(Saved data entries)
========

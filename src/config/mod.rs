// Copyright (c) 2025 Fabstir
// SPDX-License-Identifier: BUSL-1.1
//! Process configuration assembled from environment variables
//!
//! Every component owns its config struct (`from_env`, `Default`,
//! `validate`); [`RelayConfig`] simply gathers them for the binary.

use std::env;
use thiserror::Error;

use crate::channel::ChannelConfig;
use crate::forward::ForwardConfig;
use crate::history::HistoryConfig;
use crate::intake::IntakeConfig;
use crate::publish::PublishConfig;
use crate::sources::SourcesConfig;
use crate::store::StoreConfig;
use crate::transform::TransformConfig;

/// Configuration errors reported at startup
#[derive(Debug, Error)]
pub enum ConfigError {
    #[error("Invalid {section} configuration: {reason}")]
    Invalid {
        section: &'static str,
        reason: String,
    },
}

/// Read an environment variable, also accepting the key with `_` written as spaces
pub fn env_var(key: &str) -> Option<String> {
    env::var(key)
        .ok()
        .or_else(|| env::var(key.replace('_', " ")).ok())
}

/// Parse a boolean flag ("true"/"1"/"yes" are true, "false"/"0"/"no" are false)
pub fn env_flag(key: &str, default: bool) -> bool {
    match env_var(key).map(|v| v.trim().to_lowercase()) {
        Some(v) if v == "true" || v == "1" || v == "yes" => true,
        Some(v) if v == "false" || v == "0" || v == "no" => false,
        _ => default,
    }
}

/// Split a comma or newline separated list, dropping blanks
pub fn split_list(raw: &str) -> Vec<String> {
    raw.split(|c| c == ',' || c == '\n')
        .map(str::trim)
        .filter(|s| !s.is_empty())
        .map(str::to_string)
        .collect()
}

/// All component configuration for one relay process
#[derive(Debug, Clone, Default)]
pub struct RelayConfig {
    pub store: StoreConfig,
    pub history: HistoryConfig,
    pub transform: TransformConfig,
    pub channel: ChannelConfig,
    pub publish: PublishConfig,
    pub forward: ForwardConfig,
    pub sources: SourcesConfig,
    pub intake: IntakeConfig,
}

impl RelayConfig {
    /// Load every section from the environment
    pub fn from_env() -> Self {
        Self {
            store: StoreConfig::from_env(),
            history: HistoryConfig::from_env(),
            transform: TransformConfig::from_env(),
            channel: ChannelConfig::from_env(),
            publish: PublishConfig::from_env(),
            forward: ForwardConfig::from_env(),
            sources: SourcesConfig::from_env(),
            intake: IntakeConfig::from_env(),
        }
    }

    /// Validate every section, reporting the first failure
    pub fn validate(&self) -> Result<(), ConfigError> {
        let checks: [(&'static str, Result<(), String>); 8] = [
            ("store", self.store.validate()),
            ("history", self.history.validate()),
            ("transform", self.transform.validate()),
            ("channel", self.channel.validate()),
            ("publish", self.publish.validate()),
            ("forward", self.forward.validate()),
            ("sources", self.sources.validate()),
            ("intake", self.intake.validate()),
        ];

        for (section, result) in checks {
            result.map_err(|reason| ConfigError::Invalid { section, reason })?;
        }
        Ok(())
    }
}
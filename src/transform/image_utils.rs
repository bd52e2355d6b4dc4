// Copyright (c) 2025 Fabstir
// SPDX-License-Identifier: BUSL-1.1
//! Image sniffing and decoding helpers

use image::{DynamicImage, ImageFormat, ImageReader, Limits};
use std::io::Cursor;
use thiserror::Error;

/// Errors raised while reading an image
#[derive(Debug, Error)]
pub enum ImageError {
    #[error("Unsupported image format")]
    UnsupportedFormat,

    #[error("Failed to decode image: {0}")]
    DecodeFailed(String),

    #[error("Image data is empty")]
    EmptyData,

    #[error("Image exceeds the decode limit: {0}")]
    TooLarge(String),
}

/// Image information extracted during loading
#[derive(Debug, Clone)]
pub struct ImageInfo {
    /// Width in pixels
    pub width: u32,
    /// Height in pixels
    pub height: u32,
    /// Detected format
    pub format: ImageFormat,
    /// Size in bytes
    pub size_bytes: usize,
}

/// Decode raw image bytes
///
/// `max_alloc` caps the decoder's largest single allocation in bytes. It
/// replaces the decoder's built-in default, which is too small for the
/// oversized sources this crate exists to shrink.
///
/// # Returns
/// * `Ok((DynamicImage, ImageInfo))` - The decoded image and metadata
/// * `Err(ImageError)` - If the data is empty, unrecognised, corrupt or over the limit
pub fn decode_image_bytes(
    bytes: &[u8],
    max_alloc: u64,
) -> Result<(DynamicImage, ImageInfo), ImageError> {
    if bytes.is_empty() {
        return Err(ImageError::EmptyData);
    }

    // Detect format from magic bytes
    let format = detect_format(bytes)?;

    let mut limits = Limits::default();
    limits.max_alloc = Some(max_alloc);

    let mut reader = ImageReader::with_format(Cursor::new(bytes), format);
    reader.limits(limits);
    let img = reader.decode().map_err(|e| match e {
        image::ImageError::Limits(_) => ImageError::TooLarge(e.to_string()),
        _ => ImageError::DecodeFailed(e.to_string()),
    })?;

    let info = ImageInfo {
        width: img.width(),
        height: img.height(),
        format,
        size_bytes: bytes.len(),
    };

    Ok((img, info))
}

/// Detect image format from magic bytes
pub fn detect_format(bytes: &[u8]) -> Result<ImageFormat, ImageError> {
    if bytes.len() < 4 {
        return Err(ImageError::UnsupportedFormat);
    }

    match bytes {
        // PNG: 89 50 4E 47 (0x89 P N G)
        [0x89, 0x50, 0x4E, 0x47, ..] => Ok(ImageFormat::Png),

        // JPEG: FF D8 FF
        [0xFF, 0xD8, 0xFF, ..] => Ok(ImageFormat::Jpeg),

        // WebP: RIFF .... WEBP
        [0x52, 0x49, 0x46, 0x46, _, _, _, _, 0x57, 0x45, 0x42, 0x50, ..] => Ok(ImageFormat::WebP),

        // GIF: GIF87a or GIF89a
        [0x47, 0x49, 0x46, 0x38, x, ..] if *x == 0x37 || *x == 0x39 => Ok(ImageFormat::Gif),

        // BMP: BM
        [0x42, 0x4D, ..] => Ok(ImageFormat::Bmp),

        // TIFF: II (little-endian) or MM (big-endian)
        [0x49, 0x49, 0x2A, 0x00, ..] | [0x4D, 0x4D, 0x00, 0x2A, ..] => Ok(ImageFormat::Tiff),

        _ => Err(ImageError::UnsupportedFormat),
    }
}

/// File extension for a detected format
pub fn format_to_extension(format: ImageFormat) -> &'static str {
    match format {
        ImageFormat::Png => "png",
        ImageFormat::Jpeg => "jpg",
        ImageFormat::WebP => "webp",
        ImageFormat::Gif => "gif",
        ImageFormat::Bmp => "bmp",
        ImageFormat::Tiff => "tiff",
        _ => "bin",
    }
}

/// Extension to use when uploading `bytes` as a file, "bin" when unknown
pub fn extension_for(bytes: &[u8]) -> &'static str {
    detect_format(bytes)
        .map(format_to_extension)
        .unwrap_or("bin")
}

========

Assigned task -
Line count for "trim": count the lines in the records above that hold this word, and give only the number.

Response to the task -
2